• North Korea has agreed to resume six-country talks aimed at winding up its nuclear arms programme soon, the US envoy to the thorny negotiations said yesterday. "There was an agreement that we felt we can make progress and we should go ahead and try to schedule a six-party session," Christopher Hill told reporters in Seoul, commenting on meetings he held with the communist state's negotiator earlier this week.

• Beijing insisted yesterday it was opposed to an arms race in space after Japan and Britain joined a chorus of concern over a satellite-killing missile test by China - the first known experiment of its type in more than 20 years. The United States says China used a ground-based ballistic missile to shoot apart an ageing weather satellite on January 11, scattering dangerous debris that could damage other satellites and raising risks of escalating military rivalry in outer space.

• US and Iraqi troops seized a prominent spokesman for Shi'ite cleric Moqtada al-Sadr yesterday, confronting a movement that has a key role in the ruling coalition but is accused by Washington of running death squads. The midnight raid near Baghdad's Sadr City district, which Sadr's aides called an "American provocation", came as Defense Secretary Robert Gates flew in to the southern city of Basra to meet the commander in Iraq, General George Casey.

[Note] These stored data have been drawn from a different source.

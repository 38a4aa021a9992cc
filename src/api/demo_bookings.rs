use axum::Json;
use axum::extract::{Path, State};
use tracing::info;

use crate::api::extract::{ApiJson, ApiQuery};
use crate::api::{parse_status, parse_status_filter};
use crate::auth::AdminUser;
use crate::db::demo_bookings as repository;
use crate::error::AppError;
use crate::models::{
    DemoBooking, DemoBookingFilter, DemoBookingStatistics, LeadStatus, NewDemoBookingRequest,
    UpdateStatusRequest,
};
use crate::state::AppState;

pub async fn create_demo_booking(
    State(state): State<AppState>,
    ApiJson(req): ApiJson<NewDemoBookingRequest>,
) -> Result<Json<DemoBooking>, AppError> {
    let booking = repository::insert_demo_booking(&state.db, req.validate()?).await?;
    info!(booking_id = %booking.id, "demo booking received");
    Ok(Json(booking))
}

pub async fn list_demo_bookings(
    State(state): State<AppState>,
    _admin: AdminUser,
    ApiQuery(filter): ApiQuery<DemoBookingFilter>,
) -> Result<Json<Vec<DemoBooking>>, AppError> {
    let status = parse_status_filter::<LeadStatus>(filter.status.as_deref())?;
    let bookings = repository::fetch_demo_bookings(&state.db, status).await?;
    Ok(Json(bookings))
}

pub async fn get_demo_booking(
    State(state): State<AppState>,
    _admin: AdminUser,
    Path(id): Path<String>,
) -> Result<Json<DemoBooking>, AppError> {
    repository::find_demo_booking_by_id(&state.db, &id)
        .await?
        .map(Json)
        .ok_or(AppError::NotFound)
}

pub async fn update_demo_booking_status(
    State(state): State<AppState>,
    _admin: AdminUser,
    Path(id): Path<String>,
    ApiJson(req): ApiJson<UpdateStatusRequest>,
) -> Result<Json<DemoBooking>, AppError> {
    let status = parse_status::<LeadStatus>(&req)?;
    if !repository::update_demo_booking_status(&state.db, &id, status).await? {
        return Err(AppError::NotFound);
    }
    info!(booking_id = %id, %status, "demo booking status changed");

    repository::find_demo_booking_by_id(&state.db, &id)
        .await?
        .map(Json)
        .ok_or(AppError::NotFound)
}

pub async fn demo_booking_statistics(
    State(state): State<AppState>,
    _admin: AdminUser,
) -> Result<Json<DemoBookingStatistics>, AppError> {
    let stats = repository::demo_booking_statistics(&state.db).await?;
    Ok(Json(stats))
}
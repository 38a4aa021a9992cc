use axum::{
    Json,
    extract::rejection::{JsonRejection, QueryRejection},
    extract::multipart::MultipartError,
    http::StatusCode,
    response::{IntoResponse, Response},
};
use serde::Serialize;
use thiserror::Error;
use tracing::error;

#[derive(Debug, Error)]
pub enum AppError {
    #[error("Database error: {0}")]
    Database(#[from] sqlx::Error),

    #[error("I/O error: {0}")]
    Io(#[from] std::io::Error),

    #[error("Not found")]
    NotFound,

    #[error("Validation failed: {0}")]
    Validation(String),

    #[error("Unauthorized")]
    Unauthorized,

    #[error("Conflict: {0}")]
    Conflict(String),

    #[error("Internal server error: {0}")]
    Internal(String),
}

impl AppError {
    pub fn validation(msg: impl Into<String>) -> Self {
        AppError::Validation(msg.into())
    }

    /// Maps a unique-constraint violation to `Conflict`, anything else stays a database error.
    pub fn from_unique_violation(err: sqlx::Error, msg: &str) -> Self {
        match &err {
            sqlx::Error::Database(db) if db.is_unique_violation() => {
                AppError::Conflict(msg.to_string())
            }
            _ => AppError::Database(err),
        }
    }
}

#[derive(Debug, Serialize)]
pub struct ErrorResponse {
    pub error: String,
}

impl IntoResponse for AppError {
    fn into_response(self) -> Response {
        let (status, error_message) = match self {
            AppError::NotFound => (StatusCode::NOT_FOUND, "Not found".to_string()),
            AppError::Validation(msg) => (StatusCode::BAD_REQUEST, msg),
            AppError::Unauthorized => (StatusCode::UNAUTHORIZED, "Unauthorized".to_string()),
            AppError::Conflict(msg) => (StatusCode::CONFLICT, msg),
            AppError::Database(e) => {
                error!("database error: {}", e);
                (
                    StatusCode::INTERNAL_SERVER_ERROR,
                    "Internal server error".to_string(),
                )
            }
            AppError::Io(e) => {
                error!("io error: {}", e);
                (
                    StatusCode::INTERNAL_SERVER_ERROR,
                    "Internal server error".to_string(),
                )
            }
            AppError::Internal(detail) => {
                error!("internal error: {}", detail);
                (
                    StatusCode::INTERNAL_SERVER_ERROR,
                    "Internal server error".to_string(),
                )
            }
        };

        (status, Json(ErrorResponse { error: error_message })).into_response()
    }
}

impl From<JsonRejection> for AppError {
    fn from(rejection: JsonRejection) -> Self {
        AppError::Validation(rejection.body_text())
    }
}

impl From<QueryRejection> for AppError {
    fn from(rejection: QueryRejection) -> Self {
        AppError::Validation(rejection.body_text())
    }
}

impl From<MultipartError> for AppError {
    fn from(err: MultipartError) -> Self {
        AppError::Validation(err.body_text())
    }
}

#[cfg(test)]
mod tests {
    use super::*;
    use http_body_util::BodyExt;

    async fn body_of(err: AppError) -> (StatusCode, serde_json::Value) {
        let response = err.into_response();
        let status = response.status();
        let bytes = response.into_body().collect().await.unwrap().to_bytes();
        (status, serde_json::from_slice(&bytes).unwrap())
    }

    #[tokio::test]
    async fn validation_error_is_bad_request_with_message() {
        let (status, body) = body_of(AppError::validation("Invalid email format")).await;
        assert_eq!(status, StatusCode::BAD_REQUEST);
        assert_eq!(body["error"], "Invalid email format");
    }

    #[tokio::test]
    async fn internal_errors_do_not_leak_detail() {
        let (status, body) = body_of(AppError::Internal("disk on fire".into())).await;
        assert_eq!(status, StatusCode::INTERNAL_SERVER_ERROR);
        assert_eq!(body["error"], "Internal server error");

        let (status, _) = body_of(AppError::Database(sqlx::Error::PoolTimedOut)).await;
        assert_eq!(status, StatusCode::INTERNAL_SERVER_ERROR);
    }

    #[tokio::test]
    async fn unauthorized_and_not_found_statuses() {
        let (status, _) = body_of(AppError::Unauthorized).await;
        assert_eq!(status, StatusCode::UNAUTHORIZED);
        let (status, _) = body_of(AppError::NotFound).await;
        assert_eq!(status, StatusCode::NOT_FOUND);
    }
}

• Former Republican Representative Bob Ney of Ohio was sentenced yesterday to two-and-a-half years in prison for his role in the Jack Abramoff political corruption scandal that helped Democrats win control of the US Congress. Standing before the judge, a sorrowful Ney apologised to his family, friends and former constituents and said in brief remarks that he would continue "to battle the demons of addiction that are within me."